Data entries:
□ □ □ □ □

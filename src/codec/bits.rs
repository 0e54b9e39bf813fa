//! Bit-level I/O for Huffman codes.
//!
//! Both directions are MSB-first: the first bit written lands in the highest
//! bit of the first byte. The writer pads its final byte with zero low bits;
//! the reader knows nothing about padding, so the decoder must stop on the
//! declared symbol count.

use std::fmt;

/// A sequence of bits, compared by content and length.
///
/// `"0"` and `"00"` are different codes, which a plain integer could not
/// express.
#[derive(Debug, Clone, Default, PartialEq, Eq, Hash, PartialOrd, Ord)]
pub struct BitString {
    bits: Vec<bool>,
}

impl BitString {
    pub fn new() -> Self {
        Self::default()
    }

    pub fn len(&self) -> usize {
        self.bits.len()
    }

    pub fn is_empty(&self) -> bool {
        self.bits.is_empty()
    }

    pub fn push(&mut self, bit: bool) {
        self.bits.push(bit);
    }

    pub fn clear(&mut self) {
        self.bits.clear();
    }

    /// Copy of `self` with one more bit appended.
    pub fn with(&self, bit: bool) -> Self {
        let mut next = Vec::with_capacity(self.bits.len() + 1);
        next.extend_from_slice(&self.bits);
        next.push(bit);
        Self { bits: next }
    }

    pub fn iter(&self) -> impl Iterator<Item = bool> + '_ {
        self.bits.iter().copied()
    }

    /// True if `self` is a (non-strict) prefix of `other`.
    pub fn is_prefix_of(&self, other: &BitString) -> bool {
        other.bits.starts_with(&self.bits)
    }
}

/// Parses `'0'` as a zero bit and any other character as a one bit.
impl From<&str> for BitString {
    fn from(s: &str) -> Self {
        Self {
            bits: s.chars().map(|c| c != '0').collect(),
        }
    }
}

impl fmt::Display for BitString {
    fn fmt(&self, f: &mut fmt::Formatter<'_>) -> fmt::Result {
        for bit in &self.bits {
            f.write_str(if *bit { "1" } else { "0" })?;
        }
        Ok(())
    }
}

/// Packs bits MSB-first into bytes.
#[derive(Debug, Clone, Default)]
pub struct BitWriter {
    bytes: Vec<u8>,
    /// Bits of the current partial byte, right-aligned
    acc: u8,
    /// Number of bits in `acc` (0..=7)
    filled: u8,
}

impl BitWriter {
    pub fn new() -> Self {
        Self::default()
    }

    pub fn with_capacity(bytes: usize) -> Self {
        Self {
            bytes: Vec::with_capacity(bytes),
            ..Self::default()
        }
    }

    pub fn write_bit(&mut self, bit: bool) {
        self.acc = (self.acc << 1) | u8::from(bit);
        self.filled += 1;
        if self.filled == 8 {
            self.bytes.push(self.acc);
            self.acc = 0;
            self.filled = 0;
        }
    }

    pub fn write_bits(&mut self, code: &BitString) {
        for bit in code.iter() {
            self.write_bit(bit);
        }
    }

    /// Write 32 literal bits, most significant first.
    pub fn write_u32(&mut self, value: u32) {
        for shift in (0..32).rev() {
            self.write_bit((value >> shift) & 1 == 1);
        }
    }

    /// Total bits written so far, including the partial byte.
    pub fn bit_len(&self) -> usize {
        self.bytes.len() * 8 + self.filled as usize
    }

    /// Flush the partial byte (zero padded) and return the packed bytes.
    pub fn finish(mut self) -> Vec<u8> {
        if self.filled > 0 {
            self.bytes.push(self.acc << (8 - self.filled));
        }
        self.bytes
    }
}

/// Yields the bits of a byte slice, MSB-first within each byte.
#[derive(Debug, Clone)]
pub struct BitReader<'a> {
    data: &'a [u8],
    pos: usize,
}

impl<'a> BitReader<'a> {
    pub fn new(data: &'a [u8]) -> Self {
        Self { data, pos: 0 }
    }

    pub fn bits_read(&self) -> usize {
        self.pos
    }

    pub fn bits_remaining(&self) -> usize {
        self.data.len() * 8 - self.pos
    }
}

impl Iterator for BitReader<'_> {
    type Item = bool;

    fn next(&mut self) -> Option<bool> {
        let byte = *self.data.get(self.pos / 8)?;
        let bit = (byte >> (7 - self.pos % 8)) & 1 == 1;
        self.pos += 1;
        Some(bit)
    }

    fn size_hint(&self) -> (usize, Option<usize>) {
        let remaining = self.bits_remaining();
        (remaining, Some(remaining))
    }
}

□ □ □ □ □

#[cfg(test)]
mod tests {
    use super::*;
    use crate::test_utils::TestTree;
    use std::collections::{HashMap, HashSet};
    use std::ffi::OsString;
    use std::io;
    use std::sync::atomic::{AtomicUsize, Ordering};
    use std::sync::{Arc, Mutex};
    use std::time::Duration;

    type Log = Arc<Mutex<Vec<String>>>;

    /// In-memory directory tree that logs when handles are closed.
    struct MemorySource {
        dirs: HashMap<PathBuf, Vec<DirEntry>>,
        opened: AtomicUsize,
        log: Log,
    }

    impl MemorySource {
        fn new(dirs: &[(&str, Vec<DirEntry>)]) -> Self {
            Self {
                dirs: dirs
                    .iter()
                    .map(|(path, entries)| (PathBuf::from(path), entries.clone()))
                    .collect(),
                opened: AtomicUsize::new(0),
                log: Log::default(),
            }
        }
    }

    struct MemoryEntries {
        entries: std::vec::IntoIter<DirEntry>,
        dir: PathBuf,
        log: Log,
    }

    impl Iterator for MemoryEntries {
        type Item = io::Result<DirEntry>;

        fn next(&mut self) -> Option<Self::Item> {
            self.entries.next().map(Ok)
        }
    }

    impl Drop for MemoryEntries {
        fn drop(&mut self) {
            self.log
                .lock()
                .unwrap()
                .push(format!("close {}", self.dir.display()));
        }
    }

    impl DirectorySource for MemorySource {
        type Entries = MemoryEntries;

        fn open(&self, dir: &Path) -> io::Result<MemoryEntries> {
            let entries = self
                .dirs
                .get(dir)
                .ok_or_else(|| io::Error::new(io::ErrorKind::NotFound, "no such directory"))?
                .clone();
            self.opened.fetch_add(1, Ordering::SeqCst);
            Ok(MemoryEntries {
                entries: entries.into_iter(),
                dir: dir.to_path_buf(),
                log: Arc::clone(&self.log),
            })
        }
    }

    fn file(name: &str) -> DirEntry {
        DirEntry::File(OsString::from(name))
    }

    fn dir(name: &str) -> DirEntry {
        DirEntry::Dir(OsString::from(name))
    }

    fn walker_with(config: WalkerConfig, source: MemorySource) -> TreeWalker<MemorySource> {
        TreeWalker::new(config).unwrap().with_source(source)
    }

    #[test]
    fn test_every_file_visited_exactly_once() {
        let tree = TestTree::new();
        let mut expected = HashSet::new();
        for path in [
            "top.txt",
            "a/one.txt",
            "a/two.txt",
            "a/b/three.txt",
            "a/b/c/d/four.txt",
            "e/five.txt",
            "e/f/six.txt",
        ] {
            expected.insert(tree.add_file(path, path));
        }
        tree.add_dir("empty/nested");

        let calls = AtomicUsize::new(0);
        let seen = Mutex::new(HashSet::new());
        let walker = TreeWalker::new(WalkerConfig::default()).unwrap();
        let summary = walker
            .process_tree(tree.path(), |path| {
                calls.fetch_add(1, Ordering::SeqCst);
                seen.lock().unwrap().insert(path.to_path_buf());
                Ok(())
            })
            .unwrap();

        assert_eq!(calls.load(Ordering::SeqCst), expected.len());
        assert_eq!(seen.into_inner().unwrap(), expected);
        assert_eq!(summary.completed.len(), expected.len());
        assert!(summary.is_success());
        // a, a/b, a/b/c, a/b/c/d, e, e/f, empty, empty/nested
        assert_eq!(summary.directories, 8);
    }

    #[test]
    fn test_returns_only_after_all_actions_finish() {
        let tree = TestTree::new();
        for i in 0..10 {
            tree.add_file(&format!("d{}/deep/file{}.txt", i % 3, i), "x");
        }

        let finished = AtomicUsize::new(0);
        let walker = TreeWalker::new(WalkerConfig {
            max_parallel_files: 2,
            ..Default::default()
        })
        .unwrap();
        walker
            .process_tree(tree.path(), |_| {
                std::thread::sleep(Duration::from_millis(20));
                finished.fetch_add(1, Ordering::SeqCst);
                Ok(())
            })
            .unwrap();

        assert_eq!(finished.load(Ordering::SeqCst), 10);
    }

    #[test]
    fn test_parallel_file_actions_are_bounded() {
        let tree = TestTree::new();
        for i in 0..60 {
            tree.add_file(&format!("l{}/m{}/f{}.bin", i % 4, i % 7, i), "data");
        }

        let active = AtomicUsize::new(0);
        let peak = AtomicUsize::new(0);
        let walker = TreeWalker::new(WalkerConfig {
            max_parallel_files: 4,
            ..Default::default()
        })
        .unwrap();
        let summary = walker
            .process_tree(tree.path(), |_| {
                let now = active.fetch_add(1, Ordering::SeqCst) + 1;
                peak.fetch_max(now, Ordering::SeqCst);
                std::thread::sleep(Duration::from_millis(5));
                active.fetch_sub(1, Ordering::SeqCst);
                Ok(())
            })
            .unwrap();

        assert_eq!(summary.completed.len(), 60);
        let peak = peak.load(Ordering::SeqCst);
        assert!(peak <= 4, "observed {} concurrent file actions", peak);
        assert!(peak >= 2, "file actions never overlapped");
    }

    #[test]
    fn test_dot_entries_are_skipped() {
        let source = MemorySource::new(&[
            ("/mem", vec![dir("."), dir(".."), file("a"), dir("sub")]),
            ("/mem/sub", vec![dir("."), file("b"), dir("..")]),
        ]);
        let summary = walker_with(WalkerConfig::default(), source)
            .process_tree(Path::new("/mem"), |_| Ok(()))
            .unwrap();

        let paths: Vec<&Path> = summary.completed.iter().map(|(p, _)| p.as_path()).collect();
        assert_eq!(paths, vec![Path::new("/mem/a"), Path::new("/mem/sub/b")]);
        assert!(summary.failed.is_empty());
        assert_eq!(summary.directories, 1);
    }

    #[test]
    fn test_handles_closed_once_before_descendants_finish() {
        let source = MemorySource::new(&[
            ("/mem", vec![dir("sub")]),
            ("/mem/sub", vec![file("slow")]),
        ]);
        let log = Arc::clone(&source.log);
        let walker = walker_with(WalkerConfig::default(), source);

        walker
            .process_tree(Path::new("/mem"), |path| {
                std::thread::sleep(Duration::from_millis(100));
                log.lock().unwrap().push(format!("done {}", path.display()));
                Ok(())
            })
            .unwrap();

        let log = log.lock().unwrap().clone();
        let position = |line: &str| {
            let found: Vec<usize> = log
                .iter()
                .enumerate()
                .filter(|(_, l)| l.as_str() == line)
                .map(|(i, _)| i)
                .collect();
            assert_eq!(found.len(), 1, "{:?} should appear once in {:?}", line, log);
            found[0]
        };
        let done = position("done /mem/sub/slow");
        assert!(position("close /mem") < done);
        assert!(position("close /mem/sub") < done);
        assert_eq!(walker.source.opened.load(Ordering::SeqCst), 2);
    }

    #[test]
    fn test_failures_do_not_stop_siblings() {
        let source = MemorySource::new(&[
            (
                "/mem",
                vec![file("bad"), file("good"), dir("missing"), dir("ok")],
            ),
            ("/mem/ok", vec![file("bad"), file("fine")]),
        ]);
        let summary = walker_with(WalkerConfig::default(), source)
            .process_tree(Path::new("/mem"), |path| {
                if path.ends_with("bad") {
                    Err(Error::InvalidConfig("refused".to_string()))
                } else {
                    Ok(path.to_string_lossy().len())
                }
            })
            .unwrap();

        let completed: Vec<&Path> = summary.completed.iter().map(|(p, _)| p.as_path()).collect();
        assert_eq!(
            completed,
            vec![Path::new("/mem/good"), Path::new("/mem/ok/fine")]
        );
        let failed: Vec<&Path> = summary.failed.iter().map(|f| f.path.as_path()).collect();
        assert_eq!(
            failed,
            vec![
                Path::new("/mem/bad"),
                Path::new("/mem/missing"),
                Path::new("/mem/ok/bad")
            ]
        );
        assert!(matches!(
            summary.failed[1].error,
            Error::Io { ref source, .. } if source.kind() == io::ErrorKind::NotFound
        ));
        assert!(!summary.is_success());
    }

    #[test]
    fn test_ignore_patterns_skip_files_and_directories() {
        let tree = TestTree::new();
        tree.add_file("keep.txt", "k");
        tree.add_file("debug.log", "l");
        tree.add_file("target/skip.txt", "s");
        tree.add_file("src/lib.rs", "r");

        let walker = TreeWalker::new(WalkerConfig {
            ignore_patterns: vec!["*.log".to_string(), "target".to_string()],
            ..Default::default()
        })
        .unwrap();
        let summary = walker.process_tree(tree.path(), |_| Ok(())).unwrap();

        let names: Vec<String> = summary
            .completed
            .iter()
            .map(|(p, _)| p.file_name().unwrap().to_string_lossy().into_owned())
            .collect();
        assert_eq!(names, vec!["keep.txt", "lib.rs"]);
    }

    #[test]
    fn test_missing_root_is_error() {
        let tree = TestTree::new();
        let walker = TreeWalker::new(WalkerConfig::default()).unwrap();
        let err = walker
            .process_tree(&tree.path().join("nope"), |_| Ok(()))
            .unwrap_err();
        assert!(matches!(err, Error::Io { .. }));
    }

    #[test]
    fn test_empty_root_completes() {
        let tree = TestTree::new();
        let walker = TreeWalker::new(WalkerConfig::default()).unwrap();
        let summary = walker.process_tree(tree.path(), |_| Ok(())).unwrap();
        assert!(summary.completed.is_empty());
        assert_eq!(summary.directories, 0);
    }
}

□ □ □ □ □

Return every line from the records above that holds the word "Iterator".

--- PROBLEM SOLUTION ---
    pub fn iter(&self) -> impl Iterator<Item = bool> + '_ {
impl Iterator for BitReader<'_> {
    impl Iterator for MemoryEntries {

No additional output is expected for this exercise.